But still night after night the game was played.

Then came a night when, out of a deep sleep, he was awakened by Lazarus touching him. He had so long been secretly ready to answer any call that he sat up straight in bed at the first touch.

"Dress quickly and come down stairs," Lazarus said. "The Prince is here and wishes to speak with you." Marco made no answer but got out of bed and began to slip on his clothes.

Lazarus touched The Rat.

The Rat was as ready as Marco and sat upright as he had done.

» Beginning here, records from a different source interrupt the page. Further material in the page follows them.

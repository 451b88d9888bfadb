use std::collections::BTreeMap;
use std::time::Duration;

use serde::Serialize;
use serde_json::Value;

use crate::config::RunnerConfig;
use crate::escape::QueryType;

/// Named query parameters. Ordered so that serialization is canonical.
pub type Params = BTreeMap<String, Value>;

/// A single result row keyed by column name.
pub type Row = serde_json::Map<String, Value>;

/// Per-call overrides; unset fields fall back to [`RunnerConfig`].
#[derive(Debug, Clone, Default, PartialEq, Eq)]
pub struct QueryOptions {
    pub timeout: Option<Duration>,
    pub retry_attempts: Option<u32>,
    pub use_cache: Option<bool>,
    pub space: Option<String>,
}

impl QueryOptions {
    #[must_use]
    pub fn with_timeout(mut self, timeout: Duration) -> Self {
        self.timeout = Some(timeout);
        self
    }

    #[must_use]
    pub fn with_retry_attempts(mut self, attempts: u32) -> Self {
        self.retry_attempts = Some(attempts);
        self
    }

    #[must_use]
    pub fn with_cache(mut self, use_cache: bool) -> Self {
        self.use_cache = Some(use_cache);
        self
    }

    #[must_use]
    pub fn with_space(mut self, space: impl Into<String>) -> Self {
        self.space = Some(space.into());
        self
    }

    #[must_use]
    pub fn resolve(&self, defaults: &RunnerConfig) -> ResolvedOptions {
        ResolvedOptions {
            timeout: self.timeout.unwrap_or_else(|| defaults.default_timeout()),
            retry_attempts: self.retry_attempts.unwrap_or(defaults.default_retry_attempts),
            use_cache: self.use_cache.unwrap_or(defaults.enable_cache),
            space: self.space.clone().or_else(|| defaults.default_space.clone()),
        }
    }
}

/// Options after merging with runner defaults.
#[derive(Debug, Clone, PartialEq, Eq)]
pub struct ResolvedOptions {
    pub timeout: Duration,
    pub retry_attempts: u32,
    pub use_cache: bool,
    pub space: Option<String>,
}

/// A query statement with its parameters, produced by `QueryBuilder` or by hand.
#[derive(Debug, Clone, Default, PartialEq)]
pub struct Query {
    pub text: String,
    pub parameters: Params,
    pub options: QueryOptions,
}

impl Query {
    #[must_use]
    pub fn new(text: impl Into<String>) -> Self {
        Self {
            text: text.into(),
            ..Self::default()
        }
    }

    #[must_use]
    pub fn with_params(text: impl Into<String>, parameters: Params) -> Self {
        Self {
            text: text.into(),
            parameters,
            options: QueryOptions::default(),
        }
    }

    #[must_use]
    pub fn param(mut self, name: impl Into<String>, value: impl Into<Value>) -> Self {
        self.parameters.insert(name.into(), value.into());
        self
    }

    #[must_use]
    pub fn options(mut self, options: QueryOptions) -> Self {
        self.options = options;
        self
    }
}

/// Raw tabular response handed back by a [`crate::session::Session`].
#[derive(Debug, Clone, Default, PartialEq)]
pub struct RawResult {
    pub columns: Vec<String>,
    pub rows: Vec<Vec<Value>>,
    pub space: Option<String>,
}

impl RawResult {
    #[must_use]
    pub fn new(columns: Vec<String>, rows: Vec<Vec<Value>>) -> Self {
        Self {
            columns,
            rows,
            space: None,
        }
    }
}

#[derive(Debug, Clone, Default, PartialEq, Serialize)]
pub struct ResultMetadata {
    pub from_cache: bool,
    #[serde(skip_serializing_if = "Option::is_none")]
    pub space: Option<String>,
    #[serde(skip_serializing_if = "Option::is_none")]
    pub query_type: Option<QueryType>,
    #[serde(skip_serializing_if = "BTreeMap::is_empty")]
    pub extra: BTreeMap<String, Value>,
}

/// Outcome of one logical query.
#[derive(Debug, Clone, Default, PartialEq, Serialize)]
pub struct QueryResult {
    /// Column-oriented view: column name to its values in row order.
    pub table: BTreeMap<String, Vec<Value>>,
    pub rows: Vec<Row>,
    pub data: Value,
    pub execution_time: Duration,
    #[serde(skip_serializing_if = "Option::is_none")]
    pub error: Option<String>,
    pub metadata: ResultMetadata,
}

impl QueryResult {
    #[must_use]
    pub fn from_raw(raw: RawResult) -> Self {
        let mut table: BTreeMap<String, Vec<Value>> = raw
            .columns
            .iter()
            .map(|c| (c.clone(), Vec::with_capacity(raw.rows.len())))
            .collect();

        let rows: Vec<Row> = raw
            .rows
            .into_iter()
            .map(|values| {
                let mut row = Row::new();
                for (column, value) in raw.columns.iter().zip(values) {
                    if let Some(col) = table.get_mut(column) {
                        col.push(value.clone());
                    }
                    row.insert(column.clone(), value);
                }
                row
            })
            .collect();

        let data = Value::Array(rows.iter().cloned().map(Value::Object).collect());

        Self {
            table,
            rows,
            data,
            execution_time: Duration::ZERO,
            error: None,
            metadata: ResultMetadata {
                space: raw.space,
                ..ResultMetadata::default()
            },
        }
    }

    #[must_use]
    pub fn is_error(&self) -> bool {
        self.error.is_some()
    }

    #[must_use]
    pub fn row_count(&self) -> usize {
        self.rows.len()
    }
}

"Come down with the young Master," he commanded. "It is necessary that you should be seen and spoken to." And having given the order he went away.

No one heard the shoeless feet of the two boys as they stole down the stairs.

An elderly man in ordinary clothes, but with an unmistakable face, was sitting quietly talking to Loristan who with a gesture called both forward.

"The Prince has been much interested in what I have told him of your game," he said in his lowest voice. "He wishes to see you make your sketches, Marco." Marco looked very straight into the Prince's eyes which were fixed intently on him as he made his bow. "His Highness does me honor," he said, as his father might have said it. He went to the table at once and took from a drawer his pencils and pieces of cardboard.

"I should know he was your son and a Samavian," the Prince remarked. Then his keen and deep-set eyes turned themselves on the boy with the crutches.

"This," said Loristan, "is the one who calls himself The Rat. He is one of us." The Rat saluted.

"Please tell him, sir," he whispered, "that the crutches don't matter." "He has trained himself to an extraordinary activity," Loristan said. "He can do anything." The keen eyes were still taking The Rat in.

"They are an advantage," said the Prince at last. Lazarus had nailed together a light, rough easel which Marco used in making his sketches when the game was played. Lazarus was standing in state at the door, and he came forward, brought the easel from its corner, and arranged the necessary drawing materials upon it.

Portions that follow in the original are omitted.